While studying international law (he graduated from Indonesian Islamic University) and painting (Indonesian Institute Of Art) in Jogjakarta (Indonesia), Wijono became active in the pro-democracy movement against the Soeharto regime. In the 1990’s he became known as a pro-democracy street performer with (or without) political demonstration. Besides a political awareness, Wijono gained an aesthetic understanding that performance art was a milieu that could be undertaken anywhere and was not restricted by exhibition space, public or even the time of the activity. His early performance art interventions evolved to include arts events both locally and internationally throughout Asia, Europe and the Americas. 

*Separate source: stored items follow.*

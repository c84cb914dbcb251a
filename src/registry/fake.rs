//! In-process registry used by unit tests.

use super::client::RemoteRegistry;
use super::schema::{
    AnswerSnippet, DocumentAnswer, DocumentRecord, ListFilter, QueryResponse, QuestionRequest,
    ThemeItem, ThemeResponse, UploadResult, UploadStatus,
};
use crate::error::{Error, Result};
use crate::file::{extension, LocalFile};
use async_trait::async_trait;
use chrono::Utc;
use parking_lot::Mutex;
use std::sync::atomic::{AtomicBool, AtomicUsize, Ordering};
use tokio_util::sync::CancellationToken;

/// Files whose name contains this marker are rejected with `status: error`.
pub(crate) const REJECT_MARKER: &str = "reject";

#[derive(Default)]
pub(crate) struct FakeRegistry {
    pub docs: Mutex<Vec<DocumentRecord>>,
    pub next_id: AtomicUsize,
    pub fail_list: AtomicBool,
    pub fail_delete: AtomicBool,
    pub fail_questions: AtomicBool,
    pub list_calls: AtomicUsize,
    pub upload_calls: AtomicUsize,
    pub delete_calls: AtomicUsize,
    pub query_calls: AtomicUsize,
    pub theme_calls: AtomicUsize,
    pub last_question: Mutex<Option<QuestionRequest>>,
    /// Cancelled while a `list` call is in flight.
    pub cancel_during_list: Mutex<Option<CancellationToken>>,
    /// Cancelled while a `delete` call is in flight.
    pub cancel_during_delete: Mutex<Option<CancellationToken>>,
}

impl FakeRegistry {
    pub fn with_docs(docs: Vec<DocumentRecord>) -> Self {
        let fake = Self::default();
        *fake.docs.lock() = docs;
        fake
    }

    pub fn record(doc_id: &str, filename: &str) -> DocumentRecord {
        DocumentRecord {
            doc_id: doc_id.into(),
            filename: filename.into(),
            doc_type: extension(filename),
            author: None,
            doc_date: None,
            upload_date: Utc::now(),
        }
    }

    pub fn doc_ids(&self) -> Vec<String> {
        self.docs.lock().iter().map(|d| d.doc_id.clone()).collect()
    }

    fn unavailable() -> Error {
        Error::Api {
            status: 503,
            detail: "Service unavailable".into(),
        }
    }
}

#[async_trait]
impl RemoteRegistry for FakeRegistry {
    async fn list(&self, _filter: &ListFilter) -> Result<Vec<DocumentRecord>> {
        self.list_calls.fetch_add(1, Ordering::SeqCst);
        let token = self.cancel_during_list.lock().clone();
        if let Some(token) = token {
            token.cancel();
        }
        tokio::task::yield_now().await;
        if self.fail_list.load(Ordering::SeqCst) {
            return Err(Self::unavailable());
        }
        Ok(self.docs.lock().clone())
    }

    async fn upload(&self, files: &[LocalFile]) -> Result<Vec<UploadResult>> {
        self.upload_calls.fetch_add(1, Ordering::SeqCst);
        tokio::task::yield_now().await;
        let mut results = Vec::with_capacity(files.len());
        for file in files {
            if file.filename.contains(REJECT_MARKER) {
                results.push(UploadResult {
                    doc_id: None,
                    filename: file.filename.clone(),
                    status: UploadStatus::Error,
                    detail: Some(format!("Extraction error for {}", file.filename)),
                });
                continue;
            }
            let n = self.next_id.fetch_add(1, Ordering::SeqCst) + 1;
            let doc_id = format!("d{n}");
            self.docs.lock().push(Self::record(&doc_id, &file.filename));
            results.push(UploadResult {
                doc_id: Some(doc_id),
                filename: file.filename.clone(),
                status: UploadStatus::Indexed,
                detail: Some("3 chunks indexed.".into()),
            });
        }
        Ok(results)
    }

    async fn delete(&self, doc_id: &str) -> Result<()> {
        self.delete_calls.fetch_add(1, Ordering::SeqCst);
        let token = self.cancel_during_delete.lock().clone();
        if let Some(token) = token {
            token.cancel();
        }
        tokio::task::yield_now().await;
        if self.fail_delete.load(Ordering::SeqCst) {
            return Err(Error::Api {
                status: 500,
                detail: "Failed to delete embeddings from vector store.".into(),
            });
        }
        let mut docs = self.docs.lock();
        let before = docs.len();
        docs.retain(|d| d.doc_id != doc_id);
        if docs.len() == before {
            return Err(Error::NotFound {
                detail: format!("Document {doc_id} not found."),
            });
        }
        Ok(())
    }

    async fn query(&self, request: &QuestionRequest) -> Result<QueryResponse> {
        self.query_calls.fetch_add(1, Ordering::SeqCst);
        *self.last_question.lock() = Some(request.clone());
        tokio::task::yield_now().await;
        if self.fail_questions.load(Ordering::SeqCst) {
            return Err(Self::unavailable());
        }
        let scope = request.doc_ids.clone().unwrap_or_else(|| self.doc_ids());
        let individual_answers = scope
            .into_iter()
            .map(|doc_id| DocumentAnswer {
                answers: vec![AnswerSnippet {
                    text: format!("answer from {doc_id}"),
                    citation: format!("DocID: {doc_id}, Page: 1, Para: 1"),
                }],
                doc_id,
            })
            .collect();
        Ok(QueryResponse { individual_answers })
    }

    async fn theme(&self, request: &QuestionRequest) -> Result<ThemeResponse> {
        self.theme_calls.fetch_add(1, Ordering::SeqCst);
        *self.last_question.lock() = Some(request.clone());
        tokio::task::yield_now().await;
        if self.fail_questions.load(Ordering::SeqCst) {
            return Err(Self::unavailable());
        }
        Ok(ThemeResponse {
            themes: vec![ThemeItem {
                theme_name: "Theme 1 - Regulatory Non-Compliance".into(),
                summary: "Several documents report missed filings.".into(),
                citations: self.doc_ids().iter().map(|id| format!("{id}, Page 1")).collect(),
            }],
        })
    }
}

Wijono, president of the contemporary art organization in Jogjakarta, Performance Klub, which is organized monthly action art event as WED ACTION (2003, 2005), AMBULANCE ART FESTIVAL ’05, annual action art activism in public communities as PERFURBANCE Performance Art Urban Festival, beside another public action art event in down town as CHAOS DAB! Widjono is member of TAV The Artists Village (Singapore), member international performance art movement New World Disorder International, redaction board INTER arte actuel magazine, Quebec City (Canada), registered as spiritual healer in the World Pranic Healing Foundation.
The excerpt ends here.